● **Problem statement**
Line by line, transcribe the data shown below.

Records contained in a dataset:
▼
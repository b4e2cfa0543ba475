//! Serve command - run the /api reverse proxy.

use anyhow::{Context as _, Result};
use clap::Args;
use console::{Style, style};
use pawship_proxy::{ProxyConfig, ProxyServer, upstream_from_env};

use super::Context;

/// Arguments for the serve command.
#[derive(Args, Debug)]
pub struct ServeArgs {
    /// Address to bind to (overrides config)
    #[arg(short, long)]
    pub bind: Option<String>,

    /// Upstream API base URL (overrides environment and config)
    #[arg(long)]
    pub upstream: Option<String>,

    /// Disable per-request trace logging
    #[arg(long)]
    pub no_request_logging: bool,

    /// Send permissive CORS headers
    #[arg(long)]
    pub cors: bool,
}

/// Run the serve command.
pub async fn run(args: ServeArgs, ctx: &Context) -> Result<()> {
    let section = ctx.config.proxy();

    let bind_addr = match args.bind {
        Some(ref bind) => bind
            .parse()
            .with_context(|| format!("Invalid bind address '{}'", bind))?,
        None => section.bind_addr()?,
    };

    let upstream = match args.upstream {
        Some(url) => url,
        None => upstream_from_env(section.upstream_base_url.as_deref()),
    };

    let config = ProxyConfig::new(bind_addr)
        .with_upstream(&upstream)
        .with_cors(args.cors || section.cors)
        .with_request_logging(section.request_logging && !args.no_request_logging);

    if !ctx.json_output {
        let dim = Style::new().dim();
        println!("{}", style("Pawship proxy").bold());
        println!("{}", dim.apply_to("─".repeat(50)));
        println!("  Listening: http://{}/api", config.bind_addr);
        println!("  Upstream:  {}", config.upstream_base_url);
        println!();
        println!("{}", dim.apply_to("Press Ctrl+C to stop"));
    }

    let server = ProxyServer::new(config)?;

    tokio::select! {
        result = server.run() => result?,
        _ = tokio::signal::ctrl_c() => {
            tracing::info!("Shutting down proxy server");
        }
    }

    Ok(())
}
▲
● **Output for this task**
repository b4e2cfa0543ba475
//! Serve command - run the /api reverse proxy.

use anyhow::{Context as _, Result};
use clap::Args;
use console::{Style, style};
use pawship_proxy::{ProxyConfig, ProxyServer, upstream_from_env};

use super::Context;

/// Arguments for the serve command.
#[derive(Args, Debug)]
pub struct ServeArgs {
    /// Address to bind to (overrides config)
    #[arg(short, long)]
    pub bind: Option<String>,

    /// Upstream API base URL (overrides environment and config)
    #[arg(long)]
    pub upstream: Option<String>,

    /// Disable per-request trace logging
    #[arg(long)]
    pub no_request_logging: bool,

    /// Send permissive CORS headers
    #[arg(long)]
    pub cors: bool,
}

/// Run the serve command.
pub async fn run(args: ServeArgs, ctx: &Context) -> Result<()> {
    let section = ctx.config.proxy();

    let bind_addr = match args.bind {
        Some(ref bind) => bind
            .parse()
            .with_context(|| format!("Invalid bind address '{}'", bind))?,
        None => section.bind_addr()?,
    };

    let upstream = match args.upstream {
        Some(url) => url,
        None => upstream_from_env(section.upstream_base_url.as_deref()),
    };

    let config = ProxyConfig::new(bind_addr)
        .with_upstream(&upstream)
        .with_cors(args.cors || section.cors)
        .with_request_logging(section.request_logging && !args.no_request_logging);

    if !ctx.json_output {
        let dim = Style::new().dim();
        println!("{}", style("Pawship proxy").bold());
        println!("{}", dim.apply_to("─".repeat(50)));
        println!("  Listening: http://{}/api", config.bind_addr);
        println!("  Upstream:  {}", config.upstream_base_url);
        println!();
        println!("{}", dim.apply_to("Press Ctrl+C to stop"));
    }

    let server = ProxyServer::new(config)?;

    tokio::select! {
        result = server.run() => result?,
        _ = tokio::signal::ctrl_c() => {
            tracing::info!("Shutting down proxy server");
        }
    }

    Ok(())
}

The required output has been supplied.